Alexandre Pelletier, Competition for Religious Authority and Islamist Mobilization in Indonesia
This article seeks to explain variations in the success of Islamist mobilization. It argues that Islamist groups do better where competition for religious authority is intense. These religious “markets” are conducive to Islamist success because they 1) lower the barriers of entry to new religious entrepreneurs, 2) incentivize established leaders to support Islamist mobilization, and 3) push moderate leaders into silence. The article develops this theory by examining sub-regional variations in Islamist mobilization on the Indonesian island of Java. Using newly collected data on Java’s 15,000 Islamic schools, it compares religious institutions across more than 100 regencies in Java. It also uses dozens of field interviews with Indonesian Islamists and Muslim leaders to show where market structures have facilitated the growth of Islamist groups.
Rehan Rajay Jamil, Review Article, Understanding the Expansion of Latin America’s New Social Welfare Regimes
Latin American countries have been described as truncated welfare states. However, the recent expansion of innovative social welfare programs have brought millions of excluded citizens access to social benefits.

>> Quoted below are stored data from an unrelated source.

//! # Frame Sources
//!
//! A [`FrameSource`] produces one image per call. The [`TestPattern`] is always available and is
//! used for bench testing without a camera, the [`V4lCamera`] is only built with the `v4l`
//! feature.

// ------------------------------------------------------------------------------------------------
// IMPORTS
// ------------------------------------------------------------------------------------------------

use comms_if::eqpt::cam::{CamImage, FrameError};
use image::{DynamicImage, Rgb, RgbImage};
use log::info;

use crate::params::{CamExecParams, SourceKind};

// ------------------------------------------------------------------------------------------------
// TRAITS
// ------------------------------------------------------------------------------------------------

/// Something which produces camera images.
pub trait FrameSource: Send {
    /// Acquire the next image, blocking until it is available.
    fn capture(&mut self) -> Result<CamImage, SourceError>;

    /// Human readable description used in logs.
    fn describe(&self) -> String;
}

// ------------------------------------------------------------------------------------------------
// STRUCTS
// ------------------------------------------------------------------------------------------------

/// A moving colour gradient.
pub struct TestPattern {
    width: u32,
    height: u32,
    frame_num: u32,
}

/// A V4L2 camera producing MJPEG frames.
#[cfg(feature = "v4l")]
pub struct V4lCamera {
    device: String,
    camera: rscam::Camera,
}

// ------------------------------------------------------------------------------------------------
// ENUMS
// ------------------------------------------------------------------------------------------------

#[derive(Debug, thiserror::Error)]
pub enum SourceError {
    #[error("The {0} source is not available in this build")]
    Unavailable(String),

    #[error("Could not open camera {0}: {1}")]
    OpenError(String, std::io::Error),

    #[cfg(feature = "v4l")]
    #[error("Could not start camera {0}: {1}")]
    StartError(String, rscam::Error),

    #[error("Could not capture a frame: {0}")]
    CaptureError(std::io::Error),

    #[error("Could not decode the captured frame: {0}")]
    DecodeError(FrameError),
}

// ------------------------------------------------------------------------------------------------
// IMPLS
// ------------------------------------------------------------------------------------------------

impl TestPattern {
    pub fn new(width: u32, height: u32) -> Self {
        Self {
            width,
            height,
            frame_num: 0,
        }
    }
}

impl FrameSource for TestPattern {
    fn capture(&mut self) -> Result<CamImage, SourceError> {
        let offset = self.frame_num.wrapping_mul(4);
        self.frame_num = self.frame_num.wrapping_add(1);

        let image = RgbImage::from_fn(self.width, self.height, |x, y| {
            Rgb([
                (x.wrapping_add(offset) % 256) as u8,
                (y.wrapping_add(offset) % 256) as u8,
                ((x + y) / 8 % 256) as u8,
            ])
        });

        Ok(CamImage::now(DynamicImage::ImageRgb8(image)))
    }

    fn describe(&self) -> String {
        format!("test_pattern {}x{}", self.width, self.height)
    }
}

#[cfg(feature = "v4l")]
impl V4lCamera {
    /// Open and start the camera at the given resolution and frame rate.
    pub fn open(device: &str, resolution: (u32, u32), fps: u32) -> Result<Self, SourceError> {
        let mut camera = rscam::Camera::new(device)
            .map_err(|e| SourceError::OpenError(device.into(), e))?;

        camera
            .start(&rscam::Config {
                interval: (1, fps.max(1)),
                resolution,
                format: b"MJPG",
                ..Default::default()
            })
            .map_err(|e| SourceError::StartError(device.into(), e))?;

        Ok(Self {
            device: device.into(),
            camera,
        })
    }
}

#[cfg(feature = "v4l")]
impl FrameSource for V4lCamera {
    fn capture(&mut self) -> Result<CamImage, SourceError> {
        let frame = self.camera.capture().map_err(SourceError::CaptureError)?;
        let image = comms_if::eqpt::cam::decode_jpeg(&frame).map_err(SourceError::DecodeError)?;

        Ok(CamImage::now(image))
    }

    fn describe(&self) -> String {
        format!("v4l:{}", self.device)
    }
}

impl<T: FrameSource + ?Sized> FrameSource for Box<T> {
    fn capture(&mut self) -> Result<CamImage, SourceError> {
        (**self).capture()
    }

    fn describe(&self) -> String {
        (**self).describe()
    }
}

// ------------------------------------------------------------------------------------------------
// FUNCTIONS
// ------------------------------------------------------------------------------------------------

/// Open the source selected in the parameters.
pub fn open_source(params: &CamExecParams) -> Result<Box<dyn FrameSource>, SourceError> {
    let source: Box<dyn FrameSource> = match params.source {
        SourceKind::TestPattern => {
            Box::new(TestPattern::new(params.stream_width, params.stream_height))
        }
        SourceKind::V4l => open_v4l(params)?,
    };

    info!("Opened frame source {}", source.describe());

    Ok(source)
}

#[cfg(feature = "v4l")]
fn open_v4l(params: &CamExecParams) -> Result<Box<dyn FrameSource>, SourceError> {
    Ok(Box::new(V4lCamera::open(
        &params.video_device,
        (params.stream_width, params.stream_height),
        params.fps.round() as u32,
    )?))
}

#[cfg(not(feature = "v4l"))]
fn open_v4l(_params: &CamExecParams) -> Result<Box<dyn FrameSource>, SourceError> {
    Err(SourceError::Unavailable("v4l".into()))
}

// ------------------------------------------------------------------------------------------------
// TESTS
// ------------------------------------------------------------------------------------------------

#[cfg(test)]
mod test {
    use super::*;

    #[test]
    fn test_pattern_moves() {
        let mut source = TestPattern::new(64, 48);

        let a = source.capture().unwrap();
        let b = source.capture().unwrap();

        assert_eq!(a.dimensions(), (64, 48));
        assert_ne!(a.image.to_rgb8().into_raw(), b.image.to_rgb8().into_raw());
    }

    #[test]
    fn test_open_source() {
        let params = CamExecParams {
            stream_width: 32,
            stream_height: 16,
            ..Default::default()
        };
        let mut source = open_source(&params).unwrap();
        assert_eq!(source.capture().unwrap().dimensions(), (32, 16));
    }

    #[cfg(not(feature = "v4l"))]
    #[test]
    fn test_v4l_unavailable() {
        let params = CamExecParams {
            source: SourceKind::V4l,
            ..Default::default()
        };
        assert!(matches!(open_source(&params), Err(SourceError::Unavailable(_))));
    }
}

This review article examines a new body of scholarship that studies how democratic political competition has created the institutional context for social welfare expansion. This literature makes several important contributions to the study of distributive politics. It moves beyond regime type and party ideology and focuses on the nature of domestic political institutions and citizen-state linkages within Latin American democracies. Countries with robust political competition and denser ties to constituents have had the most extensive welfare expansion, and non-partisan programs have undermined clientelism. In single party dominated settings, the political incentives for informal and clientelist provision remains significant.